China claims almost the whole of the South China Sea, resulting in overlapping claims with Brunei, Taiwan, the Philippines, Vietnam and Malaysia.
Mr Wang said that China was determined to safeguard its sovereignty.
Mr Kerry is due to hold a series of meetings with Chinese President Xi Jinping and other top government officials in the Chinese capital.
US officials had been briefing in advance that Mr Kerry was planning to deliver a stern message to China about what is alleged to be its huge land reclamation operation around some of the disputed reefs and islands it controls in the South China Sea.
At the joint press conference, Mr Kerry said that one of the strengths of the modern US China relationship was that the two sides could speak candidly and he said he urged China, through Mr Wang, to take actions to reduce tension.
Ahead of the meeting though, China had already pushed back at any suggestion it should moderate its behaviour, with state media accusing the US of "thinly veiled hypocrisy".
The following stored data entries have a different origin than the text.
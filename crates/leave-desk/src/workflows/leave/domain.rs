use std::fmt;

use chrono::{DateTime, Utc};
use serde::{de, Deserialize, Deserializer, Serialize};

/// Opaque identifier assigned by the store when an application is first persisted.
#[derive(Debug, Clone, PartialEq, Eq, Hash, Serialize, Deserialize)]
#[serde(transparent)]
pub struct ApplicationId(pub String);

impl ApplicationId {
    /// Random identifier in UUID v4 hex form; never reused across restarts.
    pub fn generate() -> Self {
        Self(uuid::Uuid::new_v4().simple().to_string())
    }

    pub fn as_str(&self) -> &str {
        &self.0
    }
}

impl fmt::Display for ApplicationId {
    fn fmt(&self, f: &mut fmt::Formatter<'_>) -> fmt::Result {
        f.write_str(&self.0)
    }
}

/// Review status of a leave application.
///
/// Any string is accepted on the wire. The three known values map onto dedicated variants so the
/// notification rule compares exact states; everything else is kept verbatim in `Unrecognized`.
#[derive(Debug, Clone, PartialEq, Eq, Hash, Default, Serialize, Deserialize)]
#[serde(from = "String", into = "String")]
pub enum ApplicationStatus {
    #[default]
    Pending,
    Approved,
    NotApproved,
    Unrecognized(String),
}

impl ApplicationStatus {
    pub fn label(&self) -> &str {
        match self {
            ApplicationStatus::Pending => "Pending",
            ApplicationStatus::Approved => "Approved",
            ApplicationStatus::NotApproved => "Not Approved",
            ApplicationStatus::Unrecognized(raw) => raw,
        }
    }

    pub fn is_recognized(&self) -> bool {
        !matches!(self, ApplicationStatus::Unrecognized(_))
    }
}

impl From<String> for ApplicationStatus {
    fn from(value: String) -> Self {
        match value.as_str() {
            "Pending" => ApplicationStatus::Pending,
            "Approved" => ApplicationStatus::Approved,
            "Not Approved" => ApplicationStatus::NotApproved,
            _ => ApplicationStatus::Unrecognized(value),
        }
    }
}

impl From<&str> for ApplicationStatus {
    fn from(value: &str) -> Self {
        ApplicationStatus::from(value.to_string())
    }
}

impl From<ApplicationStatus> for String {
    fn from(value: ApplicationStatus) -> Self {
        match value {
            ApplicationStatus::Unrecognized(raw) => raw,
            known => known.label().to_string(),
        }
    }
}

impl fmt::Display for ApplicationStatus {
    fn fmt(&self, f: &mut fmt::Formatter<'_>) -> fmt::Result {
        f.write_str(self.label())
    }
}

/// Raw form fields as posted by the requester. Every field is optional so the service can report
/// exactly which ones were missing. Numbers and booleans are taken as their text form, so a `cell`
/// posted as `5551234` is the same as `"5551234"`.
#[derive(Debug, Clone, Default, PartialEq, Eq, Serialize, Deserialize)]
pub struct ApplicationSubmission {
    #[serde(
        default,
        deserialize_with = "text_field",
        skip_serializing_if = "Option::is_none"
    )]
    pub name: Option<String>,
    #[serde(
        default,
        deserialize_with = "text_field",
        skip_serializing_if = "Option::is_none"
    )]
    pub email: Option<String>,
    #[serde(
        default,
        deserialize_with = "text_field",
        skip_serializing_if = "Option::is_none"
    )]
    pub cell: Option<String>,
    #[serde(
        default,
        deserialize_with = "text_field",
        skip_serializing_if = "Option::is_none"
    )]
    pub course: Option<String>,
    #[serde(
        default,
        deserialize_with = "text_field",
        skip_serializing_if = "Option::is_none"
    )]
    pub subject: Option<String>,
    #[serde(
        default,
        deserialize_with = "text_field",
        skip_serializing_if = "Option::is_none"
    )]
    pub reason: Option<String>,
}

/// Reads an optional form field, accepting JSON strings, numbers and booleans as text.
pub(crate) fn text_field<'de, D>(deserializer: D) -> Result<Option<String>, D::Error>
where
    D: Deserializer<'de>,
{
    match Option::<serde_json::Value>::deserialize(deserializer)? {
        None | Some(serde_json::Value::Null) => Ok(None),
        Some(serde_json::Value::String(text)) => Ok(Some(text)),
        Some(serde_json::Value::Number(number)) => Ok(Some(number.to_string())),
        Some(serde_json::Value::Bool(flag)) => Ok(Some(flag.to_string())),
        Some(other) => Err(de::Error::custom(format!(
            "expected text, number or boolean, found {other}"
        ))),
    }
}

/// Validated application that has not been assigned an identifier yet.
#[derive(Debug, Clone, PartialEq, Eq)]
pub struct NewApplication {
    pub name: String,
    pub email: String,
    pub cell: Option<String>,
    pub course: String,
    pub subject: String,
    pub reason: String,
    pub date: DateTime<Utc>,
    pub status: ApplicationStatus,
}

impl NewApplication {
    /// Attach a store-assigned identifier, producing the first revision of the record.
    pub fn into_record(self, id: ApplicationId) -> LeaveApplication {
        LeaveApplication {
            id,
            name: self.name,
            email: self.email,
            cell: self.cell,
            course: self.course,
            subject: self.subject,
            reason: self.reason,
            date: self.date,
            status: self.status,
            revision: 0,
        }
    }
}

/// Persisted leave application.
#[derive(Debug, Clone, PartialEq, Eq, Serialize, Deserialize)]
pub struct LeaveApplication {
    #[serde(rename = "_id", alias = "id")]
    pub id: ApplicationId,
    pub name: String,
    pub email: String,
    #[serde(default, skip_serializing_if = "Option::is_none")]
    pub cell: Option<String>,
    pub course: String,
    pub subject: String,
    pub reason: String,
    pub date: DateTime<Utc>,
    pub status: ApplicationStatus,
    /// Bumped by the store on every save; used to reject stale writes.
    #[serde(default)]
    pub revision: u64,
}

/// Administrator decision carried in a notification.
#[derive(Debug, Clone, Copy, PartialEq, Eq)]
pub enum Decision {
    Approved,
    NotApproved,
}

impl Decision {
    /// Decision to announce when a record moves from `previous` to `next`, if any.
    ///
    /// Only a change into Approved or Not Approved produces a decision.
    pub fn for_transition(previous: &ApplicationStatus, next: &ApplicationStatus) -> Option<Self> {
        if previous == next {
            return None;
        }
        match next {
            ApplicationStatus::Approved => Some(Decision::Approved),
            ApplicationStatus::NotApproved => Some(Decision::NotApproved),
            _ => None,
        }
    }

    pub fn label(&self) -> &'static str {
        match self {
            Decision::Approved => "Approved",
            Decision::NotApproved => "Not Approved",
        }
    }
}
The conflicting claims to island chains in the South China Sea, like the Spratlys and Paracels, go back decades. But the US concern is that new Chinese assets, like military capable runways, will alter the balance of power.
Speaking after his meeting with Mr Wang, Mr Kerry said he "urged China... to take actions that will join with everybody in helping to reduce tensions and increase the prospect of a diplomatic solution".
Mr Wang replied that "the determination of the Chinese side to safeguard our own sovereignty and territorial integrity is as firm as a rock and it is unshakeable".
He described the development work in the South China Sea as something that fell "within the scope of China's sovereignty".
But he also said that China and the US had "more common interests than differences", urging both sides "to act in the spirit of mutual respect, seeking common ground while shelving differences".
US officials say China has reclaimed about 810 hectares of land (2,000 acres) of land in the disputed Spratly Islands since 2014.
Mr Kerry's visit comes as the Indian Prime Minister Narendra Modi wraps up his visit to China.
The two sides have signed trade and economic co-operation deals worth $22bn ($14bn) in Shanghai.
On Friday, Mr Modi and China's Premier Li Keqiang said they agreed to seek a "fair resolution" to border disputes arising from a boundary disagreement.